Speaking at an event in Porte de Lilas on Tuesday, said told French media: “The idea, in the long run, of transforming this urban highway into a peaceful urban boulevard is an idea we share.”

The frequently gridlocked ring road is often a frustrating driving experience, but its more serious consequence is the high levels of air pollution it produces.

Yesterday a legal case began of a mother and her daughter who are suing the French state over health problems caused by air pollution. The pair had lived in the northern Paris suburb of Saint-Ouen, just outside the périphérique.

The speed on the ring road was reduced to 70 km/h in 2014, but now Anne Hidalgo says she is behind a move to lower it further to 50 km/h.

Other key recommendations in the report include a ban on heavy goods vehicles in transit, and a dedicated lane for public transport and carpooling.
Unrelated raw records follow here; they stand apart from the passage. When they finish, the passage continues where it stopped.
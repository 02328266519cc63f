//! Account registration, verification, and credential flows.

use chrono::Utc;
use sea_orm::DatabaseConnection;

use crate::server::{
    data::user::{CreateUserParam, UserRepository},
    error::{auth::AuthError, AppError},
    model::{
        api::AckDto,
        auth::{
            AuthResponseDto, ChangePasswordDto, ForgotPasswordDto, LoginDto, RefreshDto,
            RegisterDto, ResetPasswordDto, TokenPairDto, VerifyOtpDto,
        },
        otp::OtpChallenge,
        user::UserDto,
    },
};

use super::{mail::Mailer, token::TokenService};

pub struct AuthService<'a> {
    db: &'a DatabaseConnection,
    tokens: &'a TokenService,
    mailer: &'a Mailer,
}

impl<'a> AuthService<'a> {
    pub fn new(db: &'a DatabaseConnection, tokens: &'a TokenService, mailer: &'a Mailer) -> Self {
        Self { db, tokens, mailer }
    }

    /// Registers a new account and emails a verification code.
    ///
    /// The account is created INACTIVE and stays unusable until the code is
    /// confirmed. An unverified account whose code has lapsed is replaced so
    /// the address can be claimed again.
    ///
    /// # Arguments
    /// - `dto` - Registration fields
    ///
    /// # Returns
    /// - `Ok(AckDto)` - Account created, code sent
    /// - `Err(AppError)` - Email taken, admin role requested, or downstream failure
    pub async fn register(&self, dto: RegisterDto) -> Result<AckDto, AppError> {
        let role = match dto.role {
            Some(entity::user::UserRole::Admin) => {
                return Err(AppError::BadRequest(
                    "Admin accounts cannot be self-registered".to_string(),
                ));
            }
            Some(role) => role,
            None => entity::user::UserRole::User,
        };

        let repo = UserRepository::new(self.db);
        let now = Utc::now();

        if let Some(existing) = repo.find_by_email(&dto.email).await? {
            if existing.is_email_verified {
                return Err(AppError::Conflict(
                    "An account with this email already exists".to_string(),
                ));
            }

            // An unverified signup with a live code keeps its claim on the
            // address; a lapsed one is discarded.
            match OtpChallenge::from_user(&existing) {
                Some(challenge) if !challenge.is_expired(now) => {
                    return Err(AppError::Conflict(
                        "An account with this email is pending verification".to_string(),
                    ));
                }
                _ => {
                    repo.delete(&existing.id).await?;
                }
            }
        }

        let password_hash = bcrypt::hash(&dto.password, bcrypt::DEFAULT_COST)?;
        let otp = OtpChallenge::issue(now);

        let user = repo
            .create(CreateUserParam {
                full_name: dto.full_name,
                email: dto.email,
                password_hash,
                role,
                contact_number: dto.contact_number,
                country: dto.country,
                otp: otp.clone(),
            })
            .await?;

        self.mailer
            .send_verification_otp(&user.email, &user.full_name, &otp.code)
            .await?;

        Ok(AckDto::new("Verification code sent to your email"))
    }

    /// Confirms an emailed verification code and activates the account.
    ///
    /// # Arguments
    /// - `dto` - Email and submitted code
    ///
    /// # Returns
    /// - `Ok(AuthResponseDto)` - Account activated, tokens issued
    /// - `Err(AppError)` - Unknown email, missing/expired/wrong code
    pub async fn verify_otp(&self, dto: VerifyOtpDto) -> Result<AuthResponseDto, AppError> {
        let repo = UserRepository::new(self.db);

        let user = repo
            .find_by_email(&dto.email)
            .await?
            .ok_or_else(|| AppError::NotFound("No account with that email".to_string()))?;

        if user.is_email_verified {
            return Err(AppError::BadRequest(
                "This account is already verified".to_string(),
            ));
        }

        let challenge = OtpChallenge::from_user(&user).ok_or_else(|| {
            AppError::BadRequest("No code is pending for this account".to_string())
        })?;

        if challenge.is_expired(Utc::now()) {
            // A lapsed signup is discarded so the address can be claimed again.
            repo.delete(&user.id).await?;
            return Err(AppError::BadRequest(
                "The code has expired, please register again".to_string(),
            ));
        }

        if !challenge.matches(&dto.otp) {
            return Err(AppError::BadRequest("Invalid code".to_string()));
        }

        repo.activate(&user.id).await?;
        let user = repo
            .find_by_id(&user.id)
            .await?
            .ok_or_else(|| AppError::InternalError("User vanished during activation".to_string()))?;

        let pair = self.tokens.issue_pair(&user)?;
        Ok(AuthResponseDto {
            user: UserDto::from_entity(user),
            access_token: pair.access_token,
            refresh_token: pair.refresh_token,
        })
    }

    /// Authenticates credentials and issues a token pair.
    ///
    /// Unknown emails, wrong passwords, and role mismatches all produce the
    /// same error so the response reveals neither which addresses hold
    /// accounts nor what role they hold.
    ///
    /// # Arguments
    /// - `dto` - Email, password, and optional role context
    ///
    /// # Returns
    /// - `Ok(AuthResponseDto)` - Authenticated user with tokens
    /// - `Err(AppError)` - Bad credentials or inactive account
    pub async fn login(&self, dto: LoginDto) -> Result<AuthResponseDto, AppError> {
        let repo = UserRepository::new(self.db);

        let user = repo
            .find_by_email(&dto.email)
            .await?
            .ok_or(AuthError::WrongCredentials)?;

        if !bcrypt::verify(&dto.password, &user.password)? {
            return Err(AuthError::WrongCredentials.into());
        }

        // Clients sign in through a role-specific surface; an account of a
        // different role fails exactly like bad credentials.
        if dto.role.is_some_and(|role| role != user.role) {
            return Err(AuthError::WrongCredentials.into());
        }

        if user.status != entity::user::UserStatus::Active {
            return Err(AuthError::AccountInactive(user.id).into());
        }

        // Losing the push token should never fail a login.
        if let Some(fcm_token) = dto.fcm_token {
            if let Err(error) = repo.set_fcm_token(&user.id, &fcm_token).await {
                tracing::warn!("Failed to store FCM token for {}: {}", user.id, error);
            }
        }

        let pair = self.tokens.issue_pair(&user)?;
        Ok(AuthResponseDto {
            user: UserDto::from_entity(user),
            access_token: pair.access_token,
            refresh_token: pair.refresh_token,
        })
    }

    /// Exchanges a refresh token for a fresh token pair.
    ///
    /// The user row is re-read so revoked or deactivated accounts cannot
    /// rotate tokens.
    ///
    /// # Arguments
    /// - `dto` - The refresh token
    ///
    /// # Returns
    /// - `Ok(TokenPairDto)` - Fresh pair
    /// - `Err(AppError)` - Invalid token or inactive account
    pub async fn refresh(&self, dto: RefreshDto) -> Result<TokenPairDto, AppError> {
        let claims = self.tokens.verify_refresh(&dto.refresh_token)?;

        let user = UserRepository::new(self.db)
            .find_by_id(&claims.sub)
            .await?
            .ok_or(AuthError::UserNotInDatabase(claims.sub))?;

        if user.status != entity::user::UserStatus::Active {
            return Err(AuthError::AccountInactive(user.id).into());
        }

        Ok(self.tokens.issue_pair(&user)?)
    }

    /// Changes the caller's password after confirming the current one.
    ///
    /// # Arguments
    /// - `user` - The authenticated user row
    /// - `dto` - Current and replacement passwords
    ///
    /// # Returns
    /// - `Ok(AckDto)` - Password updated
    /// - `Err(AppError)` - Current password is wrong
    pub async fn change_password(
        &self,
        user: &entity::user::Model,
        dto: ChangePasswordDto,
    ) -> Result<AckDto, AppError> {
        if !bcrypt::verify(&dto.old_password, &user.password)? {
            return Err(AppError::BadRequest(
                "Current password is incorrect".to_string(),
            ));
        }

        let password_hash = bcrypt::hash(&dto.new_password, bcrypt::DEFAULT_COST)?;
        UserRepository::new(self.db)
            .update_password(&user.id, &password_hash)
            .await?;

        Ok(AckDto::new("Password changed"))
    }

    /// Starts a password reset by emailing a fresh code.
    ///
    /// # Arguments
    /// - `dto` - The account email
    ///
    /// # Returns
    /// - `Ok(AckDto)` - Code sent
    /// - `Err(AppError)` - Unknown email or downstream failure
    pub async fn forgot_password(&self, dto: ForgotPasswordDto) -> Result<AckDto, AppError> {
        let repo = UserRepository::new(self.db);

        let user = repo
            .find_by_email(&dto.email)
            .await?
            .ok_or_else(|| AppError::NotFound("No account with that email".to_string()))?;

        let otp = OtpChallenge::issue(Utc::now());
        repo.set_otp(&user.id, &otp).await?;

        self.mailer
            .send_password_reset_otp(&user.email, &user.full_name, &otp.code)
            .await?;

        Ok(AckDto::new("Password reset code sent to your email"))
    }

    /// Completes a password reset with an emailed code.
    ///
    /// # Arguments
    /// - `dto` - Email, submitted code, and replacement password
    ///
    /// # Returns
    /// - `Ok(AckDto)` - Password replaced, code consumed
    /// - `Err(AppError)` - Unknown email or missing/expired/wrong code
    pub async fn reset_password(&self, dto: ResetPasswordDto) -> Result<AckDto, AppError> {
        let repo = UserRepository::new(self.db);

        let user = repo
            .find_by_email(&dto.email)
            .await?
            .ok_or_else(|| AppError::NotFound("No account with that email".to_string()))?;

        self.check_challenge(&user, &dto.otp)?;

        let password_hash = bcrypt::hash(&dto.new_password, bcrypt::DEFAULT_COST)?;
        // update_password also clears the pending code, consuming it.
        repo.update_password(&user.id, &password_hash).await?;

        Ok(AckDto::new("Password has been reset"))
    }

    fn check_challenge(&self, user: &entity::user::Model, submitted: &str) -> Result<(), AppError> {
        let challenge = OtpChallenge::from_user(user)
            .ok_or_else(|| AppError::BadRequest("No code is pending for this account".to_string()))?;

        if challenge.is_expired(Utc::now()) {
            return Err(AppError::BadRequest(
                "The code has expired, request a new one".to_string(),
            ));
        }

        if !challenge.matches(submitted) {
            return Err(AppError::BadRequest("Invalid code".to_string()));
        }

        Ok(())
    }
}

#[cfg(test)]
mod tests {
    use super::*;
    use entity::user::UserRole;
    use test_utils::{builder::TestBuilder, factory::UserFactory};

    fn tokens() -> TokenService {
        TokenService::new("test-access-secret", "test-refresh-secret", 3600, 7200)
    }

    fn mailer() -> Mailer {
        Mailer::new("localhost", "mailer", "password", "Voyago <no-reply@example.com>").unwrap()
    }

    fn login_dto(email: &str, role: Option<UserRole>) -> LoginDto {
        LoginDto {
            email: email.to_string(),
            password: "hunter2".to_string(),
            role,
            fcm_token: None,
        }
    }

    /// Tests that the role context gates login like a credential.
    ///
    /// Expected: mismatched role fails as wrong credentials, matching or
    /// absent role succeeds
    #[tokio::test]
    async fn login_checks_role_context() {
        let test = TestBuilder::new()
            .with_table(entity::prelude::User)
            .build()
            .await
            .unwrap();
        let db = test.db.as_ref().unwrap();

        let hash = bcrypt::hash("hunter2", bcrypt::DEFAULT_COST).unwrap();
        let user = UserFactory::new(db)
            .password(hash)
            .role(UserRole::User)
            .build()
            .await
            .unwrap();

        let tokens = tokens();
        let mailer = mailer();
        let service = AuthService::new(db, &tokens, &mailer);

        let denied = service
            .login(login_dto(&user.email, Some(UserRole::Agent)))
            .await;
        assert!(matches!(
            denied,
            Err(AppError::AuthErr(AuthError::WrongCredentials))
        ));

        let matched = service
            .login(login_dto(&user.email, Some(UserRole::User)))
            .await
            .unwrap();
        assert_eq!(matched.user.id, user.id);

        let unscoped = service.login(login_dto(&user.email, None)).await;
        assert!(unscoped.is_ok());
    }
}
There was also a suggestion to plant more vegetation on the walls and central reservations to cut noise and absorb some of the traffic fumes.

The mayor said: “For the 50 km/h limit, of course, we will work quickly with the authorities, since I cannot decide on this alone.

“We will engage in discussions with the police prefecture and the state. I hope they will follow us.”

She added that she hoped to have it in place before 2024, maybe even before 2020, when the next election for Paris mayor will take place.

One of her rivals in the mayoral race, Francois Hollande's former spokesmen Gaspard Gantzer, last week unveiled his own plan for the périphérique, which involves banning cars altogether and turning the route into a series of parks and green spaces.

Traffic would be diverted on to the A86, Paris' outer ringroad, under the €2 billion plan.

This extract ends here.